• **Work task**:
Each line of the entries below that includes "body" belongs in your answer.

• **Data**:

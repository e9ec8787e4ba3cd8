//! Manufacturing rules.
//!
//! [`Rules`] is the typed configuration tree consumed by the generators:
//! material thicknesses, construction constants, hardware choices and sizing
//! bounds. The built-in defaults live here; [`RuleStore`] layers a persisted
//! JSON document over them.

pub mod merge;
pub mod store;

use anyhow::Result;
use serde::{Deserialize, Serialize};
use std::sync::{Arc, PoisonError, RwLock};

pub use merge::merge_json;
pub use store::{RuleStore, RULES_FILE_NAME};

/// Raw sheet size.
#[derive(Debug, Clone, Copy, PartialEq, Serialize, Deserialize)]
#[serde(default)]
pub struct SheetSize {
    /// Sheet width
    pub width: f64,
    /// Sheet height
    pub height: f64,
}

impl Default for SheetSize {
    fn default() -> Self {
        Self {
            width: 1220.0,
            height: 2440.0,
        }
    }
}

impl SheetSize {
    /// Sheet area in square millimetres.
    #[must_use]
    pub fn area(&self) -> f64 {
        self.width * self.height
    }
}

/// A sheet material.
#[derive(Debug, Clone, PartialEq, Serialize, Deserialize)]
pub struct MaterialSpec {
    /// Thickness in millimetres
    pub thickness: f64,
    /// Material label printed on the BOM
    pub label: String,
}

impl MaterialSpec {
    fn new(thickness: f64, label: &str) -> Self {
        Self {
            thickness,
            label: label.to_string(),
        }
    }
}

/// Sheet materials and finishing thicknesses.
#[derive(Debug, Clone, PartialEq, Serialize, Deserialize)]
#[serde(default)]
pub struct MaterialRules {
    /// Carcass material
    pub body: MaterialSpec,
    /// Door and drawer front material
    pub door: MaterialSpec,
    /// Back panel material
    pub back_panel: MaterialSpec,
    /// Edge banding thickness
    pub edge_band_thickness: f64,
    /// Countertop thickness
    pub countertop_thickness: f64,
    /// Countertop label used when the design names none
    pub countertop_label: String,
}

impl Default for MaterialRules {
    fn default() -> Self {
        Self {
            body: MaterialSpec::new(18.0, "PB 18T"),
            door: MaterialSpec::new(18.0, "MDF 18T"),
            back_panel: MaterialSpec::new(2.7, "MDF 2.7T"),
            edge_band_thickness: 1.0,
            countertop_thickness: 12.0,
            countertop_label: "Artificial marble 12T".to_string(),
        }
    }
}

/// Default cabinet dimensions.
#[derive(Debug, Clone, Copy, PartialEq, Serialize, Deserialize)]
#[serde(default)]
pub struct CabinetDefaults {
    /// Lower tier height including legs, excluding the countertop
    pub lower_height: f64,
    /// Lower cabinet depth
    pub lower_depth: f64,
    /// Upper cabinet height
    pub upper_height: f64,
    /// Leg (toe-kick) height
    pub leg_height: f64,
    /// Crown molding height
    pub molding_height: f64,
}

impl Default for CabinetDefaults {
    fn default() -> Self {
        Self {
            lower_height: 870.0,
            lower_depth: 580.0,
            upper_height: 720.0,
            leg_height: 150.0,
            molding_height: 0.0,
        }
    }
}

/// Carcass construction constants.
#[derive(Debug, Clone, Copy, PartialEq, Serialize, Deserialize)]
#[serde(default)]
pub struct ConstructionRules {
    /// Side panels per cabinet
    pub side_panel_count: u32,
    /// Horizontal stiffener width
    pub band_width: f64,
    /// Stiffeners per cabinet
    pub band_count: u32,
    /// Clearance subtracted from back panel width and height
    pub back_panel_clearance: f64,
    /// Clearance subtracted from nominal door and drawer sizes
    pub door_gap: f64,
    /// Shelf set-back from the cabinet depth
    pub shelf_depth_reduction: f64,
}

impl Default for ConstructionRules {
    fn default() -> Self {
        Self {
            side_panel_count: 2,
            band_width: 60.0,
            band_count: 2,
            back_panel_clearance: 1.0,
            door_gap: 4.0,
            shelf_depth_reduction: 20.0,
        }
    }
}

/// Wall cabinet options.
#[derive(Debug, Clone, Copy, PartialEq, Serialize, Deserialize)]
#[serde(default)]
pub struct UpperCabinetRules {
    /// Upper cabinets get a separate top board in addition to the bottom
    pub top_panel: bool,
    /// Upper depth as a fraction of the lower depth
    pub depth_ratio: f64,
}

impl Default for UpperCabinetRules {
    fn default() -> Self {
        Self {
            top_panel: true,
            depth_ratio: 0.55,
        }
    }
}

/// Hardware selection.
#[derive(Debug, Clone, PartialEq, Eq, Serialize, Deserialize)]
#[serde(default)]
pub struct HardwareRules {
    /// Hinge type label
    pub hinge_type: String,
    /// Hinges per door
    pub hinges_per_door: u32,
    /// Handle type label
    pub handle_type: String,
    /// Drawer rail type label
    pub drawer_rail_type: String,
}

impl Default for HardwareRules {
    fn default() -> Self {
        Self {
            hinge_type: "Soft-close hinge 35mm".to_string(),
            hinges_per_door: 2,
            handle_type: "Bar handle".to_string(),
            drawer_rail_type: "Soft-close undermount rail".to_string(),
        }
    }
}

/// Door construction.
#[derive(Debug, Clone, PartialEq, Eq, Serialize, Deserialize)]
#[serde(default)]
pub struct DoorRules {
    /// Door type label appended to the door material
    pub door_type: String,
}

impl Default for DoorRules {
    fn default() -> Self {
        Self {
            door_type: "Flat".to_string(),
        }
    }
}

/// Crown molding bounds.
#[derive(Debug, Clone, Copy, PartialEq, Serialize, Deserialize)]
#[serde(default)]
pub struct MoldingRules {
    /// Smallest molding height that is produced
    pub min_height: f64,
    /// Largest molding height
    pub max_height: f64,
}

impl Default for MoldingRules {
    fn default() -> Self {
        Self {
            min_height: 30.0,
            max_height: 200.0,
        }
    }
}

/// Wardrobe sizing bounds.
#[derive(Debug, Clone, Copy, PartialEq, Serialize, Deserialize)]
#[serde(default)]
pub struct WardrobeRules {
    /// Narrowest wardrobe unit
    pub min_width: f64,
    /// Widest wardrobe unit
    pub max_width: f64,
    /// Default wardrobe height (no legs)
    pub default_height: f64,
    /// Default wardrobe depth
    pub default_depth: f64,
}

impl Default for WardrobeRules {
    fn default() -> Self {
        Self {
            min_width: 400.0,
            max_width: 1000.0,
            default_height: 2300.0,
            default_depth: 600.0,
        }
    }
}

/// The complete rule tree.
///
/// Every section carries `#[serde(default)]`, so a partial document still
/// deserializes; [`RuleStore`] additionally deep-merges documents over
/// [`Rules::default`].
#[derive(Debug, Clone, PartialEq, Serialize, Deserialize, Default)]
#[serde(default)]
pub struct Rules {
    /// Raw sheet size
    pub sheet_size: SheetSize,
    /// Sheet materials
    pub materials: MaterialRules,
    /// Default cabinet dimensions
    pub cabinet: CabinetDefaults,
    /// Construction constants
    pub construction: ConstructionRules,
    /// Wall cabinet options
    pub upper_cabinet: UpperCabinetRules,
    /// Hardware selection
    pub hardware: HardwareRules,
    /// Door construction
    pub door: DoorRules,
    /// Molding bounds
    pub molding: MoldingRules,
    /// Wardrobe bounds
    pub wardrobe: WardrobeRules,
}

/// Where the effective rules come from and where edits go.
///
/// Generators take `&Rules` directly; surfaces that serve many requests hold
/// a `RulesSource` so tests can substitute [`MemoryRules`] for the file-backed
/// [`RuleStore`].
pub trait RulesSource: Send + Sync {
    /// Returns the rules to use for the next generation call.
    fn rules(&self) -> Arc<Rules>;

    /// Makes `rules` the effective rules.
    fn save(&self, rules: &Rules) -> Result<()>;

    /// Restores the built-in defaults and returns them.
    fn reset(&self) -> Result<Rules> {
        let defaults = Rules::default();
        self.save(&defaults)?;
        Ok(defaults)
    }
}

/// Rules held in memory only.
#[derive(Debug, Default)]
pub struct MemoryRules(RwLock<Arc<Rules>>);

impl MemoryRules {
    /// Starts from `rules`.
    #[must_use]
    pub fn new(rules: Rules) -> Self {
        Self(RwLock::new(Arc::new(rules)))
    }
}

impl RulesSource for MemoryRules {
    fn rules(&self) -> Arc<Rules> {
        Arc::clone(&self.0.read().unwrap_or_else(PoisonError::into_inner))
    }

    fn save(&self, rules: &Rules) -> Result<()> {
        *self.0.write().unwrap_or_else(PoisonError::into_inner) = Arc::new(rules.clone());
        Ok(())
    }
}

• **Solution**:
    pub body: MaterialSpec,
            body: MaterialSpec::new(18.0, "PB 18T"),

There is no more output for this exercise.